*** Opening of Task material ***

//! Accessor properties and receiver binding

use super::keys;
use asrun::{Heap, ObjectId, PropertyFlags, Value};

/// Setter that records its receiver and the written value on the receiver
fn recording_setter(heap: &mut Heap) -> ObjectId {
    heap.create_function("set_x", |heap, this, args| {
        if let Some(this) = this {
            let value = args.first().cloned().unwrap_or_default();
            heap.define_property(this, "_x", value, PropertyFlags::empty());
            heap.define_property(this, "receiver", Value::Object(this), PropertyFlags::empty());
        }
        Value::Undefined
    })
}

fn backing_getter(heap: &mut Heap) -> ObjectId {
    heap.create_function("get_x", |heap, this, _| match this {
        Some(this) => heap.get(this, "_x").map(|p| p.value).unwrap_or_default(),
        None => Value::Undefined,
    })
}

#[test]
fn test_inherited_setter_binds_to_child() {
    let mut heap = Heap::new();
    let proto = heap.create_object();
    let getter = backing_getter(&mut heap);
    let setter = recording_setter(&mut heap);
    heap.define_accessor(proto, "x", Some(getter), Some(setter));

    let child = heap.create_with_prototype(proto);
    assert!(heap.set(child, "x", Value::from(42)));

    assert_eq!(heap.get(child, "receiver").map(|p| p.value), Some(Value::Object(child)));
    assert_eq!(heap.get_member(child, "x"), Some(Value::from(42)));

    // The prototype only holds its accessor
    assert_eq!(keys(&heap, proto), vec!["x"]);
    assert_eq!(heap.get_member(proto, "x"), Some(Value::Undefined));
    assert!(!heap.has_own_property(child, "x"));
}

#[test]
fn test_accessor_without_setter_rejects_write() {
    let mut heap = Heap::new();
    let obj = heap.create_object();
    let getter = heap.create_function("get_answer", |_, _, _| Value::from(42));
    heap.define_accessor(obj, "answer", Some(getter), None);

    assert!(!heap.set(obj, "answer", Value::from(0)));
    assert_eq!(heap.get_member(obj, "answer"), Some(Value::from(42)));
}

#[test]
fn test_read_only_accessor_rejects_write() {
    let mut heap = Heap::new();
    let obj = heap.create_object();
    let setter = recording_setter(&mut heap);
    heap.define_accessor(obj, "x", None, Some(setter));
    heap.set_flags(obj, "x", PropertyFlags::READ_ONLY);

    assert!(!heap.set(obj, "x", Value::from(1)));
    assert!(heap.get(obj, "_x").is_none());
}

#[test]
fn test_get_binds_accessor_to_receiver() {
    let mut heap = Heap::new();
    let proto = heap.create_object();
    let getter = backing_getter(&mut heap);
    heap.define_accessor(proto, "x", Some(getter), None);
    let child = heap.create_with_prototype(proto);

    let property = heap.get(child, "x").unwrap();
    let accessor = property.value.as_accessor().unwrap();
    assert_eq!(accessor.target, Some(child));
}

#[test]
fn test_redefining_keeps_position_and_flags() {
    let mut heap = Heap::new();
    let obj = heap.create_object();
    heap.set(obj, "a", Value::Null);
    heap.define_property(obj, "x", Value::from(1), PropertyFlags::NON_ENUMERABLE);
    heap.set(obj, "b", Value::Null);

    let getter = heap.create_function("get_x", |_, _, _| Value::from(2));
    heap.define_accessor(obj, "x", Some(getter), None);

    assert_eq!(keys(&heap, obj), vec!["a", "x", "b"]);
    assert_eq!(heap.flags(obj, "x"), Some(PropertyFlags::NON_ENUMERABLE));
    assert_eq!(heap.get_member(obj, "x"), Some(Value::from(2)));
}

#[test]
fn test_accessor_functions_kept_alive_by_holder() {
    let mut heap = Heap::new();
    let obj = heap.create_object();
    let getter = heap.create_function("get", |_, _, _| Value::from(1));
    heap.define_accessor(obj, "v", Some(getter), None);
    heap.release(getter);
    assert!(heap.is_alive(getter));

    assert!(heap.delete(obj, "v"));
    assert!(!heap.is_alive(getter));
}
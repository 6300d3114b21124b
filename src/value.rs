//! Script value representation
//!
//! The core [`Value`] type stored in object properties. Object references are
//! generational handles into the [`Heap`](crate::gc::Heap), so a value never
//! owns the object it names; the heap does the reference accounting when a
//! value is stored into or removed from a property slot.

use std::fmt;
use std::sync::Arc;

use serde::Serialize;

use crate::gc::ObjectId;

/// Trait for types that have cheap (O(1), reference-counted) clones.
///
/// This trait makes it explicit when a clone is cheap (just incrementing a reference count
/// or copying a handle) vs when it might be expensive (copying data).
pub trait CheapClone: Clone {
    /// Create a cheap clone of this value.
    ///
    /// This is semantically identical to `clone()` but makes it explicit that
    /// the operation is O(1).
    fn cheap_clone(&self) -> Self {
        self.clone()
    }
}

impl<T: ?Sized> CheapClone for Arc<T> {}

/// A script value
#[derive(Clone, Default)]
pub enum Value {
    #[default]
    Undefined,
    Null,
    Boolean(bool),
    Number(f64),
    String(AsString),
    Object(ObjectId),
    /// Getter/setter pair; see [`Accessor`]
    Accessor(Accessor),
}

// Every variant is either Copy or an Arc
impl CheapClone for Value {}

/// An accessor property value.
///
/// Getter and setter are function objects. An accessor stored in a property
/// map is unbound; the heap binds it to the receiver the lookup started from,
/// so an accessor declared on a prototype operates on the child.
#[derive(Debug, Clone, Copy, PartialEq, Eq, Default)]
pub struct Accessor {
    pub getter: Option<ObjectId>,
    pub setter: Option<ObjectId>,
    /// Receiver the accessor is bound to (set at lookup time)
    pub target: Option<ObjectId>,
}

impl Accessor {
    pub fn new(getter: Option<ObjectId>, setter: Option<ObjectId>) -> Self {
        Self {
            getter,
            setter,
            target: None,
        }
    }

    /// Rebind this accessor to a concrete receiver
    pub fn bind(self, target: ObjectId) -> Self {
        Self {
            target: Some(target),
            ..self
        }
    }
}

impl Value {
    pub fn is_undefined(&self) -> bool {
        matches!(self, Value::Undefined)
    }

    pub fn is_null_or_undefined(&self) -> bool {
        matches!(self, Value::Null | Value::Undefined)
    }

    pub fn is_accessor(&self) -> bool {
        matches!(self, Value::Accessor(_))
    }

    /// Get the referenced object, if this value is an object reference
    pub fn as_object(&self) -> Option<ObjectId> {
        match self {
            Value::Object(id) => Some(*id),
            _ => None,
        }
    }

    pub fn as_accessor(&self) -> Option<&Accessor> {
        match self {
            Value::Accessor(accessor) => Some(accessor),
            _ => None,
        }
    }

    /// Visit every heap object this value keeps alive.
    ///
    /// The bound target of an accessor is a transient back-reference and is
    /// not reported.
    pub(crate) fn for_each_ref(&self, mut visitor: impl FnMut(ObjectId)) {
        match self {
            Value::Object(id) => visitor(*id),
            Value::Accessor(accessor) => {
                if let Some(getter) = accessor.getter {
                    visitor(getter);
                }
                if let Some(setter) = accessor.setter {
                    visitor(setter);
                }
            }
            Value::Undefined
            | Value::Null
            | Value::Boolean(_)
            | Value::Number(_)
            | Value::String(_) => {}
        }
    }

    /// True if this value holds `id` as an object or as an accessor function
    pub(crate) fn references(&self, id: ObjectId) -> bool {
        let mut found = false;
        self.for_each_ref(|r| found |= r == id);
        found
    }

    /// Convert to number.
    ///
    /// Strings must be a complete float literal (or `Infinity`, `-Infinity`,
    /// `NaN`); anything else converts to 0. Objects and accessors convert to
    /// 0 here; resolve accessors through the heap first.
    pub fn to_number(&self) -> f64 {
        match self {
            Value::Undefined | Value::Null => 0.0,
            Value::Boolean(b) => {
                if *b {
                    1.0
                } else {
                    0.0
                }
            }
            Value::Number(n) => *n,
            Value::String(s) => string_to_number(s.as_str()).unwrap_or(0.0),
            Value::Object(_) | Value::Accessor(_) => 0.0,
        }
    }

    /// Convert to a 32-bit integer with wrap-around
    pub fn to_int(&self) -> i32 {
        let n = self.to_number();
        if !n.is_finite() {
            return 0;
        }
        let wrapped = libm::fmod(libm::trunc(n), 4_294_967_296.0);
        let wrapped = if wrapped < 0.0 {
            wrapped + 4_294_967_296.0
        } else {
            wrapped
        };
        (wrapped as u32) as i32
    }

    /// Convert to boolean
    pub fn to_bool(&self) -> bool {
        match self {
            Value::Undefined | Value::Null => false,
            Value::Boolean(b) => *b,
            Value::Number(n) => *n != 0.0 && !n.is_nan(),
            Value::String(s) => match s.as_str() {
                "false" => false,
                "true" => true,
                other => {
                    let n = string_to_number(other).unwrap_or(0.0);
                    n != 0.0 && !n.is_nan()
                }
            },
            Value::Object(_) => true,
            Value::Accessor(_) => false,
        }
    }

    /// Convert to string
    pub fn to_display_string(&self) -> AsString {
        match self {
            Value::Undefined => AsString::from("undefined"),
            Value::Null => AsString::from("null"),
            Value::Boolean(true) => AsString::from("true"),
            Value::Boolean(false) => AsString::from("false"),
            Value::Number(n) => AsString::from(number_to_string(*n)),
            Value::String(s) => s.cheap_clone(),
            Value::Object(_) => AsString::from("[object Object]"),
            Value::Accessor(_) => AsString::from("[property]"),
        }
    }

    /// Strict equality: no conversions, NaN never equals itself
    pub fn strict_equals(&self, other: &Value) -> bool {
        match (self, other) {
            (Value::Undefined, Value::Undefined) => true,
            (Value::Null, Value::Null) => true,
            (Value::Boolean(a), Value::Boolean(b)) => a == b,
            (Value::Number(a), Value::Number(b)) => a == b,
            (Value::String(a), Value::String(b)) => a == b,
            (Value::Object(a), Value::Object(b)) => a == b,
            (Value::Accessor(a), Value::Accessor(b)) => {
                a.getter == b.getter && a.setter == b.setter
            }
            _ => false,
        }
    }
}

/// Parse a complete float literal
pub fn string_to_number(s: &str) -> Option<f64> {
    let s = s.trim_start();
    match s {
        "Infinity" | "+Infinity" => return Some(f64::INFINITY),
        "-Infinity" => return Some(f64::NEG_INFINITY),
        "NaN" => return Some(f64::NAN),
        "" => return None,
        _ => {}
    }
    // Rust's float parser also takes "inf" and "nan" spellings; scripts don't
    if s.bytes()
        .any(|b| b.is_ascii_alphabetic() && b != b'e' && b != b'E')
    {
        return None;
    }
    s.parse::<f64>().ok()
}

fn number_to_string(n: f64) -> String {
    if n.is_nan() {
        "NaN".to_string()
    } else if n.is_infinite() {
        if n > 0.0 {
            "Infinity".to_string()
        } else {
            "-Infinity".to_string()
        }
    } else if n == 0.0 {
        "0".to_string()
    } else {
        n.to_string()
    }
}

impl fmt::Debug for Value {
    fn fmt(&self, f: &mut fmt::Formatter<'_>) -> fmt::Result {
        match self {
            Value::Undefined => write!(f, "undefined"),
            Value::Null => write!(f, "null"),
            Value::Boolean(b) => write!(f, "{}", b),
            Value::Number(n) => write!(f, "{}", n),
            Value::String(s) => write!(f, "\"{}\"", s.as_str()),
            Value::Object(id) => write!(f, "<object {}>", id),
            Value::Accessor(accessor) => {
                write!(f, "<property getter={:?} setter={:?}", accessor.getter, accessor.setter)?;
                if let Some(target) = accessor.target {
                    write!(f, " target={}", target)?;
                }
                write!(f, ">")
            }
        }
    }
}

impl PartialEq for Value {
    fn eq(&self, other: &Self) -> bool {
        self.strict_equals(other)
    }
}

// Conversions from Rust types

impl From<bool> for Value {
    fn from(b: bool) -> Self {
        Value::Boolean(b)
    }
}

impl From<f64> for Value {
    fn from(n: f64) -> Self {
        Value::Number(n)
    }
}

impl From<i32> for Value {
    fn from(n: i32) -> Self {
        Value::Number(n as f64)
    }
}

impl From<&str> for Value {
    fn from(s: &str) -> Self {
        Value::String(AsString::from(s))
    }
}

impl From<String> for Value {
    fn from(s: String) -> Self {
        Value::String(AsString::from(s))
    }
}

impl From<AsString> for Value {
    fn from(s: AsString) -> Self {
        Value::String(s)
    }
}

impl From<ObjectId> for Value {
    fn from(id: ObjectId) -> Self {
        Value::Object(id)
    }
}

impl From<Accessor> for Value {
    fn from(accessor: Accessor) -> Self {
        Value::Accessor(accessor)
    }
}

/// Reference-counted, thread-shareable string
#[derive(Clone, PartialEq, Eq, Hash, PartialOrd, Ord, Serialize)]
#[serde(transparent)]
pub struct AsString(Arc<str>);

// AsString wraps Arc<str>, so clone is cheap (just reference count increment)
impl CheapClone for AsString {}

impl AsString {
    pub fn as_str(&self) -> &str {
        &self.0
    }

    pub fn is_empty(&self) -> bool {
        self.0.is_empty()
    }

    pub fn len(&self) -> usize {
        self.0.len()
    }
}

impl AsRef<str> for AsString {
    fn as_ref(&self) -> &str {
        &self.0
    }
}

impl std::borrow::Borrow<str> for AsString {
    fn borrow(&self) -> &str {
        &self.0
    }
}

impl PartialEq<str> for AsString {
    fn eq(&self, other: &str) -> bool {
        &*self.0 == other
    }
}

impl PartialEq<&str> for AsString {
    fn eq(&self, other: &&str) -> bool {
        &*self.0 == *other
    }
}

impl From<&str> for AsString {
    fn from(s: &str) -> Self {
        AsString(Arc::from(s))
    }
}

impl From<String> for AsString {
    fn from(s: String) -> Self {
        AsString(Arc::from(s))
    }
}

impl fmt::Debug for AsString {
    fn fmt(&self, f: &mut fmt::Formatter<'_>) -> fmt::Result {
        write!(f, "{:?}", &*self.0)
    }
}

impl fmt::Display for AsString {
    fn fmt(&self, f: &mut fmt::Formatter<'_>) -> fmt::Result {
        write!(f, "{}", &*self.0)
    }
}
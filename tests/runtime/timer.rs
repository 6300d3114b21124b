//! Time-driven objects: timers and media

use super::{counting_function, hits};
use asrun::{Heap, ListenerRegistry, MediaState, ObjectKind};

#[test]
fn test_timer_fires_once_per_elapsed_interval() {
    let mut heap = Heap::new();
    let handler = counting_function(&mut heap, "tick");
    let timer = heap.create_timer(0.5, Some(handler));
    heap.release(handler);

    assert!(!heap.advance(timer, 0.25));
    assert_eq!(hits(&heap, timer), 0.0);

    // 0.25 + 1.5 = 1.75: three intervals elapsed
    assert!(heap.advance(timer, 1.5));
    assert_eq!(hits(&heap, timer), 3.0);

    assert!(heap.advance(timer, 0.25));
    assert_eq!(hits(&heap, timer), 4.0);
}

#[test]
fn test_zero_interval_fires_every_frame() {
    let mut heap = Heap::new();
    let handler = counting_function(&mut heap, "tick");
    let timer = heap.create_timer(0.0, Some(handler));
    for _ in 0..3 {
        assert!(heap.advance(timer, 0.01));
    }
    assert_eq!(hits(&heap, timer), 3.0);
}

#[test]
fn test_timer_keeps_handler_alive() {
    let mut heap = Heap::new();
    let handler = counting_function(&mut heap, "tick");
    let timer = heap.create_timer(1.0, Some(handler));
    heap.release(handler);
    assert!(heap.is_alive(handler));
    assert_eq!(heap.timer(timer).and_then(|t| t.handler), Some(handler));

    heap.release(timer);
    assert!(!heap.is_alive(handler));
}

#[test]
fn test_media_stops_at_duration() {
    let mut heap = Heap::new();
    let sound = heap.alloc(ObjectKind::Sound(MediaState::new(Some(2.0))));
    if let Some(media) = heap.media_mut(sound) {
        media.playing = true;
    }

    assert!(heap.advance(sound, 1.5));
    assert!(heap.advance(sound, 1.5));
    let media = heap.media(sound).unwrap();
    assert_eq!(media.position, 2.0);
    assert!(!media.playing);
    assert!(!heap.advance(sound, 1.0));
}

#[test]
fn test_registry_advance_skips_plain_objects() {
    let mut heap = Heap::new();
    let registry = ListenerRegistry::new();
    let handler = counting_function(&mut heap, "tick");
    let timer = heap.create_timer(0.1, Some(handler));
    heap.release(handler);
    let plain = heap.create_object();
    registry.add(&heap, timer);
    registry.add(&heap, plain);

    assert_eq!(registry.advance(&mut heap, 0.15), 1);
    assert_eq!(hits(&heap, timer), 1.0);
    assert_eq!(hits(&heap, plain), 0.0);
}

*** Close of Task material ***

> **Problem details**
A single number is required: how many lines in the material hold the word "super".

> **Output for this exercise**
2